Nearly five years after a worker died in a fiery explosion, an oilfield company has been fined $2.1 million and put on probation.
The verdict in the U.S. District Court for North Dakota was announced in a news release Wednesday, Aug. 28. U.S. District Judge Daniel Hovland sentenced C&J Well Services to pay $500,000 in fines, pay $1.6 million to the estate of 28-year-old Dustin Payne, and serve three years of probation. During the three years, the company will have to allow the U.S. Occupational Safety and Health Administration to inspect any of its facilities across the country.
In October 2014, Payne was welding on a tanker trailer at the Nabors Completion and Production Services facility in Williston. C&J is the corporate successor to NCPS.
The tanker had been used to haul produced water — an oilfield waste product — and hadn’t been cleaned.

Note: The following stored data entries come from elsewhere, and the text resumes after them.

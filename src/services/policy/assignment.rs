//! Authority-side reference policy: mints units for redeemed tickets.

use std::sync::atomic::Ordering;
use std::sync::Arc;

use crate::domain::errors::{LatticeError, LatticeResult};
use crate::domain::models::{AuthToken, Id, Reservation, Term, Unit, UnitSet};
use crate::domain::ports::Policy;

use super::PolicyStats;

/// Authority policy. Unit assignment is one fresh unit per ticketed unit;
/// a plain time extension reuses the existing units unmodified.
pub struct AssignmentPolicy {
    stats: Arc<PolicyStats>,
    actor: Option<AuthToken>,
    /// When set, lease extensions require a modify action on every unit
    /// (substrates where the end date is part of unit configuration).
    modify_on_extend: bool,
}

impl AssignmentPolicy {
    pub fn new(stats: Arc<PolicyStats>) -> Self {
        Self {
            stats,
            actor: None,
            modify_on_extend: false,
        }
    }

    pub fn with_modify_on_extend(mut self) -> Self {
        self.modify_on_extend = true;
        self
    }
}

impl Policy for AssignmentPolicy {
    fn set_actor(&mut self, identity: &AuthToken) {
        self.actor = Some(identity.clone());
    }

    fn assign(&mut self, reservation: &Reservation) -> LatticeResult<UnitSet> {
        let ticket = reservation
            .requested_resources
            .as_ref()
            .and_then(|r| r.ticket())
            .ok_or_else(|| LatticeError::InvalidReservation("redeem carries no ticket".into()))?;
        let actor_id = self
            .actor
            .as_ref()
            .map(|a| a.guid)
            .ok_or_else(|| LatticeError::InvalidActor("policy not bound to an actor".into()))?;

        let mut units = UnitSet::new();
        for _ in 0..ticket.units {
            let mut unit = Unit::new(
                reservation.id,
                reservation.slice_id,
                actor_id,
                ticket.rtype.clone(),
            );
            for (key, value) in &ticket.properties {
                unit.set_property(key.clone(), value.clone());
            }
            units.add(unit);
        }
        self.stats.assigned.fetch_add(ticket.units, Ordering::Relaxed);
        tracing::info!(rid = %reservation.id, units = ticket.units, "units assigned");
        Ok(units)
    }

    fn extend_lease(&mut self, reservation: &Reservation, _new_term: &Term) -> LatticeResult<Vec<Id>> {
        if !self.modify_on_extend {
            return Ok(Vec::new());
        }
        let ids = reservation
            .resources
            .as_ref()
            .and_then(|r| r.unit_set())
            .map(|units| units.iter().map(|u| u.id).collect())
            .unwrap_or_default();
        Ok(ids)
    }

    fn freed(&mut self, units: u64, reservation: &Reservation) {
        self.stats.freed.fetch_add(units, Ordering::Relaxed);
        tracing::info!(rid = %reservation.id, units, "units freed");
    }

    fn revisit(&mut self, reservation: &Reservation) {
        if let Some(units) = reservation.resources.as_ref().and_then(|r| r.unit_set()) {
            self.stats
                .assigned
                .fetch_add(units.len() as u64, Ordering::Relaxed);
        }
    }
}

#[cfg(test)]
mod tests {
    use super::*;
    use crate::domain::models::{
        ReservationCategory, ResourceSet, ResourceType, Ticket, UnitState,
    };

    fn redeem_reservation(units: u64) -> Reservation {
        let term = Term::new(0, 999).unwrap();
        let ticket = Ticket::new(term, units, ResourceType::from("vm"), Id::new(), Id::new());
        let mut r = Reservation::new(
            Id::new(),
            ReservationCategory::Authority,
            AuthToken::new("authority", Id::new()),
        );
        r.requested_resources = Some(ResourceSet::with_ticket(ticket));
        r.requested_term = Some(term);
        r
    }

    #[test]
    fn assign_mints_one_unit_per_ticketed_unit() {
        let stats: Arc<PolicyStats> = Arc::default();
        let mut policy = AssignmentPolicy::new(stats.clone());
        policy.set_actor(&AuthToken::new("authority", Id::new()));

        let r = redeem_reservation(3);
        let units = policy.assign(&r).unwrap();
        assert_eq!(units.len(), 3);
        assert!(units.iter().all(|u| u.state == UnitState::Default));
        assert!(units.iter().all(|u| u.reservation_id == r.id));
        assert_eq!(stats.assigned.load(Ordering::Relaxed), 3);
    }

    #[test]
    fn assign_requires_bound_actor() {
        let mut policy = AssignmentPolicy::new(Arc::default());
        let r = redeem_reservation(1);
        assert!(policy.assign(&r).is_err());
    }

    #[test]
    fn plain_extension_touches_no_units() {
        let mut policy = AssignmentPolicy::new(Arc::default());
        policy.set_actor(&AuthToken::new("authority", Id::new()));
        let r = redeem_reservation(2);
        let term = Term::new(0, 999).unwrap().extend();
        assert!(policy.extend_lease(&r, &term).unwrap().is_empty());
    }
}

Federal law prohibits welding any container that carried flammable materials without first cleaning them.
The sparks caused the tanker to explode, and Payne sustained fatal injuries, dying about a week later.
The federal case was filed in June and a plea agreement appears to have been reached quickly, according to court records. The company pleaded guilty and was sentenced in Bismarck on Wednesday.

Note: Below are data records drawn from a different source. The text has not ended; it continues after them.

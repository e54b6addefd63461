//! Infrastructure layer
//!
//! Configuration loading and logging setup.

pub mod config;
pub mod logging;

pub use config::{ConfigError, ConfigLoader};
pub use logging::Logger;
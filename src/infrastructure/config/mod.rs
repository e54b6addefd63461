//! Configuration management infrastructure
//!
//! Hierarchical configuration using figment:
//! defaults -> project yaml -> local yaml -> environment variables.

pub mod loader;

pub use loader::{ConfigError, ConfigLoader};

The company had a policy that required special training for welders, but did not provide welding-specific training to Payne or any of the welders who were working in Williston, according to a news release from the North Dakota U.S. Attorney’s Office.

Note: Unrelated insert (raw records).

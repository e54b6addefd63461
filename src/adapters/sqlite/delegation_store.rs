//! SQLite implementation of the `DelegationStore` port.

use async_trait::async_trait;
use sqlx::{Row, SqlitePool};

use crate::domain::errors::{LatticeError, LatticeResult};
use crate::domain::models::{Delegation, Id};
use crate::domain::ports::DelegationStore;

#[derive(Clone)]
pub struct SqliteDelegationStore {
    pool: SqlitePool,
}

impl SqliteDelegationStore {
    pub fn new(pool: SqlitePool) -> Self {
        Self { pool }
    }
}

fn decode(blob: &str) -> LatticeResult<Delegation> {
    Ok(serde_json::from_str(blob)?)
}

#[async_trait]
impl DelegationStore for SqliteDelegationStore {
    async fn add_delegation(&self, actor_id: Id, delegation: &Delegation) -> LatticeResult<()> {
        let blob = serde_json::to_string(delegation)?;
        sqlx::query(
            "INSERT INTO delegations (id, actor_id, slice_id, state, blob)
             VALUES (?, ?, ?, ?, ?)",
        )
        .bind(delegation.id.to_string())
        .bind(actor_id.to_string())
        .bind(delegation.slice_id.to_string())
        .bind(delegation.state.as_str())
        .bind(&blob)
        .execute(&self.pool)
        .await?;
        Ok(())
    }

    async fn update_delegation(&self, actor_id: Id, delegation: &Delegation) -> LatticeResult<()> {
        let blob = serde_json::to_string(delegation)?;
        let result = sqlx::query(
            "UPDATE delegations SET slice_id = ?, state = ?, blob = ?
             WHERE actor_id = ? AND id = ?",
        )
        .bind(delegation.slice_id.to_string())
        .bind(delegation.state.as_str())
        .bind(&blob)
        .bind(actor_id.to_string())
        .bind(delegation.id.to_string())
        .execute(&self.pool)
        .await?;

        if result.rows_affected() == 0 {
            return Err(LatticeError::NoSuchDelegation(delegation.id));
        }
        Ok(())
    }

    async fn remove_delegation(&self, actor_id: Id, did: Id) -> LatticeResult<()> {
        let result = sqlx::query("DELETE FROM delegations WHERE actor_id = ? AND id = ?")
            .bind(actor_id.to_string())
            .bind(did.to_string())
            .execute(&self.pool)
            .await?;

        if result.rows_affected() == 0 {
            return Err(LatticeError::NoSuchDelegation(did));
        }
        Ok(())
    }

    async fn get_delegation(&self, actor_id: Id, did: Id) -> LatticeResult<Option<Delegation>> {
        let row = sqlx::query("SELECT blob FROM delegations WHERE actor_id = ? AND id = ?")
            .bind(actor_id.to_string())
            .bind(did.to_string())
            .fetch_optional(&self.pool)
            .await?;

        row.map(|r| decode(r.get::<String, _>("blob").as_str())).transpose()
    }

    async fn get_delegations_by_slice(&self, actor_id: Id, slice_id: Id) -> LatticeResult<Vec<Delegation>> {
        let rows = sqlx::query(
            "SELECT blob FROM delegations WHERE actor_id = ? AND slice_id = ? ORDER BY id",
        )
        .bind(actor_id.to_string())
        .bind(slice_id.to_string())
        .fetch_all(&self.pool)
        .await?;

        rows.iter()
            .map(|r| decode(r.get::<String, _>("blob").as_str()))
            .collect()
    }
}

Because there wasn’t proper oversight, Payne and others repeatedly welded on tanks that had carried flammable material but hadn’t been cleaned.
“The North Dakota oil industry attracts thousands of workers from across the country for the prospect of well-paying jobs, and many of those workers initially lack significant oilfield experience,” U.S. Attorney Drew H. Wrigley said in a news release. “Companies have an obligation to educate North Dakota workers and when they fail to meet those obligations, we will hold them accountable.”